Going from that to a global diffeo is a much much harder problem. Based on preliminary googling (search for example 'global univalence'), this is an active area of research that a lot of work has been done in, but which still has a lot of open conjectures -- it's quite close to the famous Jacobian conjecture for polynomial maps. One conjecture I encountered here on page 5 is the following:
Conjecture 3 ($C^1$ Unipotent Jacobian Univalence Conjecture). If $f: \mathbb R^n \to \mathbb R^n$ is $C^1$ and $Df$ is unipotent, then $f$ is injective.
which would apply in this case. This seems to have been proven for $n = 2$, and there are other results about so-called "P-matrices" and "N-matrices" where it is also known. Surjectivity also seems to be an easier problem than injectivity. In any case, I think the moral is that you'll probably have to do a dig through the literature to see if you can find something that applies in your case.
*I'm going off your question that we want $X_t$ to be defined for all time, positive and negative. If you only care about $t>0$, you could make the weaker assumption that the eigenvalues of $Dv_0$ and $Df_t(X_t)$ are always positive (and still that they commute), which would related to Conjecture 2 from the same paper, since the eigenvalues of $DX_t$ would be bounded away from 0.
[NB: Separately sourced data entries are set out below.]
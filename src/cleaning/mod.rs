/*! Text cleaning

Conversion of irregular CMS markup into plain text.

- [normalize] turns a markup-ridden string into clean plain text,
  keeping only paragraph and list breaks.
- [flatten] serializes a nested rich-text body tree into a single
  marked-up string that [normalize] then cleans.
!*/
pub mod flatten;
pub mod normalize;

pub use flatten::flatten;
pub use normalize::normalize;
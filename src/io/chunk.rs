//! Rotating chunk-file writer.
//!
//! Serializes article fields into bounded-size text files. Every `split`
//! articles the current file is closed and the next one opened, named by
//! the index of its first record (and by partition index under parallel
//! execution, so concurrent workers never collide). Each present field
//! becomes a marker line `###C: <id>_<field>` followed by the normalized
//! text and one blank line; this marker format is the contract consumed
//! by the downstream tagger and must stay stable.
use std::fs::File;
use std::io::{BufWriter, Write};
use std::path::{Path, PathBuf};

use log::{error, info};

use crate::error::Error;
use crate::sources::article::{Article, Body};

pub struct ChunkWriter {
    dst: PathBuf,
    /// Partition index under partitioned execution, absent for
    /// single-partition runs.
    prefix: Option<usize>,
    split: usize,
    written: usize,
    current: Option<BufWriter<File>>,
}

impl ChunkWriter {
    /// Create a writer; nothing is opened until the first write.
    pub fn new(dst: &Path, prefix: Option<usize>, split: usize) -> Self {
        Self {
            dst: dst.to_path_buf(),
            prefix,
            split: split.max(1),
            written: 0,
            current: None,
        }
    }

    /// Append one article, rotating the chunk file first if needed.
    pub fn write(&mut self, article: &Article) -> Result<(), Error> {
        if self.written % self.split == 0 {
            self.rotate()?;
        }
        let out = self
            .current
            .as_mut()
            .ok_or_else(|| Error::Custom("no open chunk file".to_string()))?;

        if let Some(title) = article.title.as_deref().filter(|t| !t.is_empty()) {
            write_field(out, &article.id, "title", title)?;
        }
        if let Some(ingress) = article.ingress.as_deref().filter(|i| !i.is_empty()) {
            write_field(out, &article.id, "ingress", ingress)?;
        }
        match &article.body {
            Body::Blob(text) => {
                if !text.is_empty() {
                    write_field(out, &article.id, "body", text)?;
                }
            }
            Body::Fragments(fragments) => {
                for (index, text) in fragments {
                    if !text.is_empty() {
                        write_field(out, &article.id, &format!("body_{}", index), text)?;
                    }
                }
            }
        }

        self.written += 1;
        Ok(())
    }

    fn rotate(&mut self) -> Result<(), Error> {
        self.close()?;
        let filename = match self.prefix {
            Some(prefix) => format!("chunk-{}-{}.txt", prefix, self.written),
            None => format!("chunk-{}.txt", self.written),
        };
        let path = self.dst.join(filename);
        info!("creating {:?}", path);
        self.current = Some(BufWriter::new(File::create(path)?));
        Ok(())
    }

    /// Flush and close the open chunk, if any.
    pub fn close(&mut self) -> Result<(), Error> {
        if let Some(mut file) = self.current.take() {
            file.flush()?;
        }
        Ok(())
    }
}

impl Drop for ChunkWriter {
    // closing on every exit path keeps the trailing chunk intact even
    // when the surrounding batch fails
    fn drop(&mut self) {
        if let Err(e) = self.close() {
            error!("error closing chunk file: {:?}", e);
        }
    }
}

fn write_field(out: &mut impl Write, id: &str, field: &str, text: &str) -> Result<(), Error> {
    writeln!(out, "###C: {}_{}", id, field)?;
    out.write_all(text.as_bytes())?;
    out.write_all(b"\n\n")?;
    Ok(())
}
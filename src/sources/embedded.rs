//! Embedded-JSON document extractor.
//!
//! The export wraps one article object inside a large HTML page. The
//! object is located by its fixed delimiter pattern (the opening
//! `article_id` field and the closing structural marker), and only that
//! substring is parsed as JSON. The body is a typed block tree that goes
//! through [crate::cleaning::flatten] before normalization.
use std::fs;
use std::path::Path;

use lazy_static::lazy_static;
use log::info;
use regex::Regex;
use serde::Deserialize;
use serde_json::Value;

use crate::cleaning::{flatten, normalize};
use crate::error::Error;
use crate::sources::article::{non_empty, Article, Body};

lazy_static! {
    static ref ARTICLE_JSON: Regex =
        Regex::new(r#"(\{"article_id":.*\}),"lastUpdated":\d+\}\},"authorInfo":"#).unwrap();
}

#[derive(Debug, Deserialize)]
struct RawArticle {
    title: String,
    #[serde(default)]
    lead: String,
    #[serde(default)]
    body: Vec<Value>,
}

/// Extract one article from an embedded-JSON document.
///
/// A missing marker or malformed object is one error for this record;
/// the surrounding batch logs it and continues.
pub fn extract(path: &Path) -> Result<Article, Error> {
    info!("processing {:?}", path);
    let id = path
        .file_name()
        .and_then(|name| name.to_str())
        .ok_or_else(|| Error::Custom(format!("invalid file name: {:?}", path)))?
        .to_string();

    let document = fs::read_to_string(path)?;
    let captures = ARTICLE_JSON
        .captures(&document)
        .ok_or_else(|| Error::Custom(format!("no embedded article object in {:?}", path)))?;
    let raw: RawArticle = serde_json::from_str(&captures[1])?;

    let mut body_src = String::new();
    for block in &raw.body {
        body_src.push_str(&flatten(block));
    }

    let title = non_empty(normalize(&raw.title));
    // present-but-empty lead means no ingress for this format
    let ingress = if raw.lead.is_empty() {
        None
    } else {
        non_empty(normalize(&raw.lead))
    };

    Ok(Article {
        id,
        title,
        ingress,
        body: Body::Blob(normalize(&body_src)),
    })
}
All ODE can be considered as first-order by increasing the dimension: in your case, consider $$ \frac{d}{dt}\begin{pmatrix}y\\x\end{pmatrix}=\begin{pmatrix}f(t,x)\\y\end{pmatrix}. $$ Then assuming for instance $f$ locally Lipschitz in $x$ and say $L^1$ in time, you get a flow by the standard Cauchy-Lipshitz Theorem.